Archive | September, 2012

Anatomy of Human Dissection: An Introspection

27 Sep

It was to be the last time that we saw his body on the table.  In the intervening weeks we had come to know his features with intimacy and respect.   Outside the wind had turned fierce, whilst the clouds, a deep shade of grey and pregnant with snow, streamed across the sky as winter proper closed in.  The Medical Teaching Unit had largely emptied over the past week, the last teaching week before the Christmas break.  Only the aspiring human osteologists and palaeoanthropologists now remained and filled the cavernous light blue coloured room.  With glistening scalpels and silver probes, the last examination of our beloved participant took place.  Pairs of nervous eyes and trembling hands ran through what we had been taught.   We touched and felt the cold body as we reeled off the list drilled into us by the 12 weeks of dissection classes.  Each muscle,  its attachment; insertion; action; nerve; blood supply; ligaments and tendons, were ticked off, one by one.  Each major actor in the human musculoskeletal system was to be identified and admired.  Just as in field archaeology, as in the body.  There are layers, superficial and deep, to be uncovered and appreciated, and then to be reflected back as we investigated further.
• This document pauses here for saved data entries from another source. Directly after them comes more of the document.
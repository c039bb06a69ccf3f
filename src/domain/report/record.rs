use chrono::{DateTime, Utc};
use serde::{Deserialize, Serialize};
use serde_json::Value;

use super::native::{Cvss, VulnerabilityItem, VulnerabilityKey};
use super::severity::Severity;
use crate::domain::adapter::Scanner;
use crate::domain::errors::{Error, Result};
use crate::domain::job::JobStatus;

/// One scan of an artifact digest by one registration for one produced MIME type.
#[derive(Debug, Clone, PartialEq, Eq, Serialize, Deserialize)]
pub struct Report {
    pub uuid: String,
    pub digest: String,
    pub registration_uuid: String,
    pub mime_type: String,
    #[serde(default)]
    pub job_id: String,
    pub track_id: String,
    pub requester: String,
    pub status: String,
    pub status_code: i32,
    pub status_rev: i64,
    pub start_time: DateTime<Utc>,
    #[serde(default, skip_serializing_if = "Option::is_none")]
    pub end_time: Option<DateTime<Utc>>,
    #[serde(default)]
    pub report: String,
}

impl Report {
    pub fn placeholder(
        digest: impl Into<String>,
        registration_uuid: impl Into<String>,
        mime_type: impl Into<String>,
        track_id: impl Into<String>,
        requester: impl Into<String>,
    ) -> Self {
        Self {
            uuid: String::new(),
            digest: digest.into(),
            registration_uuid: registration_uuid.into(),
            mime_type: mime_type.into(),
            job_id: String::new(),
            track_id: track_id.into(),
            requester: requester.into(),
            status: JobStatus::Pending.to_string(),
            status_code: JobStatus::Pending.code(),
            status_rev: 0,
            start_time: Utc::now(),
            end_time: None,
            report: String::new(),
        }
    }

    pub fn validate(&self) -> Result<()> {
        if self.digest.is_empty() || self.registration_uuid.is_empty() || self.mime_type.is_empty()
        {
            return Err(Error::BadRequest(
                "malformed report: digest, registration uuid and mime type are required".into(),
            ));
        }
        Ok(())
    }

    /// Pending, scheduled or running.
    pub fn is_in_progress(&self) -> bool {
        self.status_code <= JobStatus::Running.code()
    }

    /// Parsed job status, `None` when the status holds an error message.
    pub fn job_status(&self) -> Option<JobStatus> {
        self.status.parse().ok()
    }

    pub fn duration_secs(&self) -> i64 {
        self.end_time
            .map(|end| (end - self.start_time).num_seconds())
            .unwrap_or_default()
    }

    /// Field values a [`Query`](crate::domain::query::Query) keyword is matched against.
    pub fn query_field(&self, key: &str) -> Option<Vec<String>> {
        let v = match key {
            "uuid" => self.uuid.clone(),
            "digest" => self.digest.clone(),
            "registration_uuid" => self.registration_uuid.clone(),
            "mime_type" => self.mime_type.clone(),
            "job_id" => self.job_id.clone(),
            "track_id" => self.track_id.clone(),
            "requester" => self.requester.clone(),
            "status" => self.status.clone(),
            "status_code" => self.status_code.to_string(),
            "status_rev" => self.status_rev.to_string(),
            _ => return None,
        };
        Some(vec![v])
    }
}

/// A normalised CVE row shared by every report of the same registration.
#[derive(Debug, Clone, PartialEq, Default, Serialize, Deserialize)]
pub struct VulnerabilityRecord {
    pub id: i64,
    pub cve_id: String,
    pub registration_uuid: String,
    pub package: String,
    pub package_version: String,
    pub package_type: String,
    pub severity: Severity,
    #[serde(default)]
    pub fixed_version: String,
    #[serde(default)]
    pub urls: Vec<String>,
    #[serde(default)]
    pub cvss3_score: Option<f64>,
    #[serde(default)]
    pub cvss2_score: Option<f64>,
    #[serde(default)]
    pub cvss3_vector: String,
    #[serde(default)]
    pub cvss2_vector: String,
    #[serde(default)]
    pub description: String,
    #[serde(default)]
    pub cwe_ids: Vec<String>,
    #[serde(default)]
    pub vendor_attributes: Option<Value>,
}

impl VulnerabilityRecord {
    pub fn from_item(item: &VulnerabilityItem, registration_uuid: &str) -> Self {
        let cvss = item.preferred_cvss.clone().unwrap_or_default();
        let cvss3_score = cvss.score_v3.or_else(|| {
            item.vendor_attributes
                .as_ref()
                .and_then(v3_score_from_vendor_attributes)
        });

        Self {
            id: 0,
            cve_id: item.id.clone(),
            registration_uuid: registration_uuid.to_string(),
            package: item.package.clone(),
            package_version: item.version.clone(),
            package_type: "Unknown".to_string(),
            severity: item.severity,
            fixed_version: item.fix_version.clone(),
            urls: item.links.clone(),
            cvss3_score,
            cvss2_score: cvss.score_v2,
            cvss3_vector: cvss.vector_v3,
            cvss2_vector: cvss.vector_v2,
            description: item.description.clone(),
            cwe_ids: item.cwe_ids.clone(),
            vendor_attributes: item.vendor_attributes.clone(),
        }
    }

    pub fn to_item(&self, artifact_digest: &str) -> VulnerabilityItem {
        let cvss = Cvss {
            score_v3: self.cvss3_score,
            score_v2: self.cvss2_score,
            vector_v3: self.cvss3_vector.clone(),
            vector_v2: self.cvss2_vector.clone(),
        };
        VulnerabilityItem {
            id: self.cve_id.clone(),
            package: self.package.clone(),
            version: self.package_version.clone(),
            fix_version: self.fixed_version.clone(),
            severity: self.severity,
            description: self.description.clone(),
            links: self.urls.clone(),
            preferred_cvss: (!cvss.is_empty()).then_some(cvss),
            cwe_ids: self.cwe_ids.clone(),
            vendor_attributes: self.vendor_attributes.clone(),
            artifact_digests: vec![artifact_digest.to_string()],
        }
    }

    pub fn key(&self) -> VulnerabilityKey {
        (
            self.cve_id.clone(),
            self.package.clone(),
            self.package_version.clone(),
        )
    }
}

/// NVD's V3 score when present, otherwise the first vendor's.
fn v3_score_from_vendor_attributes(attributes: &Value) -> Option<f64> {
    let vendors = attributes.get("CVSS")?.as_object()?;
    if let Some(score) = vendors.get("nvd").and_then(|v| v.get("V3Score")?.as_f64()) {
        return Some(score);
    }
    vendors.values().find_map(|v| v.get("V3Score")?.as_f64())
}

/// Join row between a report and a vulnerability record.
#[derive(Debug, Clone, PartialEq, Eq, Hash, Serialize, Deserialize)]
pub struct ReportVulnerabilityRecord {
    pub report_uuid: String,
    pub vuln_record_id: i64,
}

/// What an SBOM-capable adapter returns for a scan.
#[derive(Debug, Clone, PartialEq, Default, Serialize, Deserialize)]
pub struct SbomAdapterReport {
    #[serde(default)]
    pub generated_at: String,
    #[serde(default, skip_serializing_if = "Option::is_none")]
    pub scanner: Option<Scanner>,
    #[serde(default)]
    pub media_type: String,
    #[serde(default)]
    pub sbom: Value,
}

/// What is kept in an SBOM report row once the document itself is archived.
#[derive(Debug, Clone, PartialEq, Eq, Default, Serialize, Deserialize)]
pub struct SbomReportData {
    pub sbom_digest: String,
    #[serde(default)]
    pub media_type: String,
    #[serde(default, skip_serializing_if = "Option::is_none")]
    pub scanner: Option<Scanner>,
}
It had taken some getting used to at first, the chemical smell and the sights of the MTU.  The individuals who had donated their bodies were to be found wrapped up on their metallic trays, waiting with eternal patience in the centre of the room.  I couldn’t help but notice the sad fact of the bodies different lengths, from adult to child.  It was a hive of activity, bristling with groups of medical students crowding around different individuals on their cold slabs.  The medical students commandeered the central space every week, as they deconstructed the body to heal it.  Tucked away in the side of the main room, we learnt about the intricacies of the fleshed body; how movement is dictated by flexion and extension of passive and active striated skeletal muscle groups.  Each week we would start with a new aspect on our adopted individual and help uncover that week’s muscle group.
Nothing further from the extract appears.